I like, as I said, real free markets. We, as humans, are social animals, and we’ve always done some type of market, even back in Native American days when traders walked from tribe to tribe, moving goods in a real, human way. I’m not talking about European traders, I’m talking about native traders, guys I think of as the ones who had a bit too much sense of adventure to stay at home in the village community.

I didn’t realize how much I liked free markets until I spent over a year in Barcelona, where my favorite places were the food markets that were scattered across the city, one in each main area, more or less.

Each market was filled with small vendors, who probably owned their spaces, or rented them very cheaply. This was before Spain was ruined by the Euro money that poured in as the EU and the Euro spread across Europe. Each stall was run by a real person, who was, it was easy to see after going for a few months, selling to people in their real communities. Forget about virtual ‘community’, one of the stupidest ideas I’ve ever seen. These were real people selling to their neighbors.

Price, while a factor, was only one of many factors determining who to buy from on any given visit. Just as important were quality, just liking the people, maybe a good experience in the past. At least that’s how it was for me.

When I finally decided the foreign thing was just a bit too… well, a bit too foreign for me, and came back to the US, I soon came to realize that I really missed such markets, and I found myself gravitating to the only places I’ve found here that are like them: flea markets, also known as ‘swap meets’, but that latter term isn’t very accurate, since we aren’t really swapping anything.

Barcelona also had a cool flea market, by the way, Els Encants, a delightfully seedy (at least back in the 90’s when I lived there) market, with a cool cross section of the under parts of Barcelona, Gypsies, Moroccans, people from all over Spain. And lots of weird, cool stuff. I remember my girlfriend and I went there to get a new mattress. a nice thick foam one, from a mattress vendor who had a stall there, then we carried it back with us on the metro.

I try to do all my shopping at places like this, and even more now, as the parasitical top fragments of global society seem to feel an increasingly obnoxious sense of entitlement to just basically steal money using one device or another. So any chance I can get to not put my money into systems they profit from, or can profit less from, is a good step as far as I’m concerned.

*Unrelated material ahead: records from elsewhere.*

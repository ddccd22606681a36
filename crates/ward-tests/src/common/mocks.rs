// SPDX-License-Identifier: PolyForm-Noncommercial-1.0.0
// Copyright (c) 2025 Sylvex. All rights reserved.

//! # Mock Implementations
//!
//! Collaborators that record their interactions for verification.

use parking_lot::Mutex;

use ward_core::PermissionNotifier;

// =============================================================================
// Recording Notifier
// =============================================================================

/// A notifier that records every `(user, scope)` pair it receives.
#[derive(Debug, Default)]
pub struct RecordingNotifier {
    calls: Mutex<Vec<(String, String)>>,
}

impl RecordingNotifier {
    /// Creates an empty notifier.
    pub fn new() -> Self {
        Self::default()
    }

    /// Returns all recorded calls in order.
    pub fn calls(&self) -> Vec<(String, String)> {
        self.calls.lock().clone()
    }

    /// Returns the ids of notified users, sorted and deduplicated.
    pub fn users(&self) -> Vec<String> {
        let mut users: Vec<String> = self.calls.lock().iter().map(|(u, _)| u.clone()).collect();
        users.sort();
        users.dedup();
        users
    }

    /// Returns `true` if `user_id` was notified.
    pub fn was_notified(&self, user_id: &str) -> bool {
        self.calls.lock().iter().any(|(u, _)| u == user_id)
    }

    /// Returns the number of recorded calls.
    pub fn count(&self) -> usize {
        self.calls.lock().len()
    }

    /// Forgets all recorded calls.
    pub fn clear(&self) {
        self.calls.lock().clear();
    }
}

impl PermissionNotifier for RecordingNotifier {
    fn permissions_changed(&self, user_id: &str, scope: &str) {
        self.calls
            .lock()
            .push((user_id.to_string(), scope.to_string()));
    }
}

The same goes for produce, I now buy all that from our local farmer’s market, which is growing all the time as people start to realize that the words ‘localize’ actually have meaning, and aren’t just some theoretical thing it’s nice to say but then you go to wal-mart and buy some crap corporate food because it’s cheaper or whatever. Forget about that, drop your other stupid expenses and buy real food first, after you pay those bills, do what you want.

What’s cool about going to the farmer’s market, besides of course inevitably thinking about the kinds of points Kunstler is so fond of making re the coming long emergency (but buy it from Kunster’s site so he can make some money), anyway, what’s cool is that the food there is grown locally, more or less. So that’s what your local environment can actually create.

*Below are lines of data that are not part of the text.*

// SPDX-License-Identifier: PolyForm-Noncommercial-1.0.0
// Copyright (c) 2025 Sylvex. All rights reserved.

//! Results of a save pass.
//!
//! Each table is synced on its own. A conflict or I/O failure on one table
//! is recorded and the pass continues with the next, so one stale scope
//! never blocks the others from being written.

use ward_core::TableKind;
use ward_store::{StoreError, SyncOutcome};

use crate::error::RegistryError;

/// Sync result of one table.
#[derive(Debug)]
pub struct TableSync {
    /// Scope owning the table, or `global`.
    pub scope: String,
    /// Which table.
    pub table: TableKind,
    /// What happened.
    pub result: Result<SyncOutcome, StoreError>,
}

impl TableSync {
    /// Returns `true` if the table was written or reloaded.
    pub fn changed(&self) -> bool {
        matches!(
            self.result,
            Ok(SyncOutcome::Saved) | Ok(SyncOutcome::Reloaded(_))
        )
    }

    /// Returns `true` if the table was reloaded.
    pub fn reloaded(&self) -> bool {
        matches!(self.result, Ok(SyncOutcome::Reloaded(_)))
    }
}

/// Aggregate result of [`ScopeRegistry::save_changes`](crate::ScopeRegistry::save_changes).
#[derive(Debug, Default)]
pub struct SyncReport {
    entries: Vec<TableSync>,
}

impl SyncReport {
    /// Creates an empty report.
    pub fn new() -> Self {
        Self::default()
    }

    /// Records a table result.
    pub fn push(
        &mut self,
        scope: impl Into<String>,
        table: TableKind,
        result: Result<SyncOutcome, StoreError>,
    ) {
        self.entries.push(TableSync {
            scope: scope.into(),
            table,
            result,
        });
    }

    /// Returns all table results in sync order.
    pub fn entries(&self) -> &[TableSync] {
        &self.entries
    }

    /// Returns the result for one table.
    pub fn get(&self, scope: &str, table: TableKind) -> Option<&TableSync> {
        self.entries
            .iter()
            .find(|e| e.table == table && e.scope.eq_ignore_ascii_case(scope))
    }

    /// Returns `true` if any table was written or reloaded.
    pub fn changed(&self) -> bool {
        self.entries.iter().any(TableSync::changed)
    }

    /// Iterates over failed tables.
    pub fn failures(&self) -> impl Iterator<Item = &TableSync> {
        self.entries.iter().filter(|e| e.result.is_err())
    }

    /// Iterates over tables that were refused because of a newer file.
    pub fn conflicts(&self) -> impl Iterator<Item = &TableSync> {
        self.entries
            .iter()
            .filter(|e| matches!(&e.result, Err(err) if err.is_conflict()))
    }

    /// Returns `true` if no table failed.
    pub fn is_success(&self) -> bool {
        self.failures().next().is_none()
    }

    /// Returns the first failure as an error, or the report itself.
    pub fn into_result(mut self) -> Result<Self, RegistryError> {
        let Some(index) = self.entries.iter().position(|e| e.result.is_err()) else {
            return Ok(self);
        };
        match self.entries.swap_remove(index).result {
            Err(err) => Err(err.into()),
            Ok(_) => Ok(self),
        }
    }
}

If you don’t see much worth buying in your local area, well, you’d better start getting worried, because the days of the so called 5000 mile salad are fast coming to an end, so you might as well start seeing what reality actually looks like. Not everyone is going to want to leave the bubble cocoon of constant burning of fossil fuels to move your lazy ass from point a to point b, that’s a given.

I don’t want to get too far into the specifics, if you think it’s interesting, check out the Energy Bulletin and of course, the Oil Drum, where peak oil talk is what they do. Dont’ be lazy, this is what makes your life work, learn about it. Personally, I prefer the energy bulletin, it has just the news, less chatter, but it’s also kind of fun watching the peak oil denialists show up in the oil drum, then start to surrender to the overbearing pressure of reality.

Unless you have some deep emotional attachment to the status quo, which a lot of us do, the facts are so simple and logical that only a true self-delusional action can actually make you not see this stuff. I mean, finite resource, we use more and more, demand rises, one day it runs out. Not very complicated, and it’s not even running out, it’s just peaking in flow rates, million barrels per day globally produced, that is. That’s all there is and there ain’t no more, that is.

So start getting to know your local community, that’s what’s going to keep you alive, it won’t be those rich spoiled little brats who created our recent wave of financial disasters, sub-prime mortgages spun into pools of theoretical derivatives, or synthetic constructions of derivatives when the real thing wasn’t convenient, and various other ridiculous games guaranteed to fail long term while short term the guys selling them to each other made millions. You want to learn about those guys, follow the automatic earth, they track it well. Sure, you can get into trying to psychoanalyze these rich assholes who feel entitled to every cent they never earned, but why bother?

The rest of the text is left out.